Read this.
I can foresee a very scary future, when Ekta Kapoor will take over the entire television industry of all countries. No language will be a barrier for her. Her actors (and will their tribe increase? Oh yes, you bet!) will intone dialogues in all dialects, with as minium facial expressions as possible. I see hi-society housewives the world over -okay okay, before anyone accuses me of class distinctions, let me correct myself- housewives across all financial strata the world over will be sipping their afternoon teas (or coffees. or anything else) and remarking on the lastest twist in the tale of their favo(u)rite soap. Forget Baywatch, K-Watch will become the new phenomenon. Her serials will ofcourse not forget their humble origins, and will bear names true to character.

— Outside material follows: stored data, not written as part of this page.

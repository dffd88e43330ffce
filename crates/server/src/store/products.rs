//! Product catalog repository.

use serde_json::{Map, Value, json};
use tracing::instrument;

use leafspring_crm_core::ProductId;

use super::{Store, StoreError};
use crate::models::{Product, from_fields, merge_fields};

/// Repository for the product catalog.
pub struct ProductRepository<'a> {
    store: &'a Store,
}

impl<'a> ProductRepository<'a> {
    /// Create a new product repository.
    #[must_use]
    pub const fn new(store: &'a Store) -> Self {
        Self { store }
    }

    /// The full catalog, in insertion order.
    #[must_use]
    pub fn list(&self) -> Vec<Product> {
        self.store.read(|d| d.products.clone())
    }

    /// Add a product from client-supplied fields.
    ///
    /// # Errors
    ///
    /// Returns `StoreError::Invalid` if the fields do not form a product, or
    /// a persistence error.
    #[instrument(skip_all)]
    pub async fn create(&self, fields: Map<String, Value>) -> Result<Product, StoreError> {
        let product: Product = from_fields(fields, [("id", json!(ProductId::generate()))])
            .map_err(|e| StoreError::invalid_record(&e))?;

        self.store
            .mutate(|d| {
                d.products.push(product.clone());
                Ok::<_, StoreError>(())
            })
            .await?;

        Ok(product)
    }

    /// Shallow-merge `patch` into an existing product.
    ///
    /// # Errors
    ///
    /// Returns `StoreError::NotFound` for an unknown ID, `StoreError::Invalid`
    /// if the merged record is invalid, or a persistence error.
    #[instrument(skip(self, patch), fields(product_id = %id))]
    pub async fn update(
        &self,
        id: &ProductId,
        patch: Map<String, Value>,
    ) -> Result<Product, StoreError> {
        self.store
            .mutate(|d| {
                let slot = d
                    .products
                    .iter_mut()
                    .find(|p| &p.id == id)
                    .ok_or(StoreError::NotFound)?;
                let merged = merge_fields(&*slot, patch).map_err(|e| StoreError::invalid_record(&e))?;
                *slot = merged.clone();
                Ok(merged)
            })
            .await
    }
}
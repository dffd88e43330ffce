//! Error types for the chat-completion layer.

use thiserror::Error;

/// Errors that can occur when talking to the chat-completion API.
///
/// The client and the tool-use orchestrator never recover from these; only
/// the search fallback does, and it reports a double failure as
/// [`AiError::AnalysisFailed`].
#[derive(Debug, Error)]
pub enum AiError {
    /// No API key was supplied by the caller.
    #[error("an AI API key is required")]
    MissingCredential,

    /// The request violated a precondition (e.g. an empty transcript).
    #[error("invalid request: {0}")]
    InvalidRequest(String),

    /// Network or connection failure.
    #[error("transport error: {0}")]
    Transport(#[from] reqwest::Error),

    /// The upstream reported an error.
    #[error("upstream error: {message}")]
    Upstream {
        /// HTTP status, if the error came with one.
        status: Option<u16>,
        /// Error message from the upstream.
        message: String,
    },

    /// The response body could not be decoded into the expected shape.
    #[error("decode error: {0}")]
    Decode(String),

    /// A `tool_calls` response lacked the expected tool-call structure.
    #[error("unexpected tool call shape: {0}")]
    ProtocolShape(String),

    /// Both the tool-enabled path and its plain fallback failed.
    ///
    /// Carries the fallback's failure only.
    #[error("AI analysis failed: {0}")]
    AnalysisFailed(#[source] Box<AiError>),
}

impl AiError {
    /// Short, stable name of the error kind, suitable for log fields.
    #[must_use]
    pub const fn kind(&self) -> &'static str {
        match self {
            Self::MissingCredential => "missing_credential",
            Self::InvalidRequest(_) => "invalid_request",
            Self::Transport(_) => "transport",
            Self::Upstream { .. } => "upstream",
            Self::Decode(_) => "decode",
            Self::ProtocolShape(_) => "protocol_shape",
            Self::AnalysisFailed(_) => "analysis_failed",
        }
    }

    /// Whether the error was caused by the caller rather than the upstream.
    #[must_use]
    pub const fn is_client_error(&self) -> bool {
        matches!(self, Self::MissingCredential | Self::InvalidRequest(_))
    }
}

The following are very plausible names now – Klick; Kan’t you see they are made for each other?; Kan we be ever apart?; Kwite the love story; Koz i live in your eyes; Killbert Cottage; Kan do won’t do; Kirk came late for the pooja….my imagination runs amok here. Take your pick folks. ๐Ÿ˜€
The stories will also be based strictly on the country of telecast. So you will have bikini babes as bahus, local hunks as sons, hip and stylish grannies as (i am at a loss…) grannies? They will all play tennis together, take out food together from McDee’s, bump into each other at the local pub and so on. I am curious though, will shooting in foreign locales in this case, mean shooting in India? Hmm.

With such a Krisp and Knuckle-headed takeover of the idiot box, my only advice is ……All ye sane people, run for kover..i mean, cover.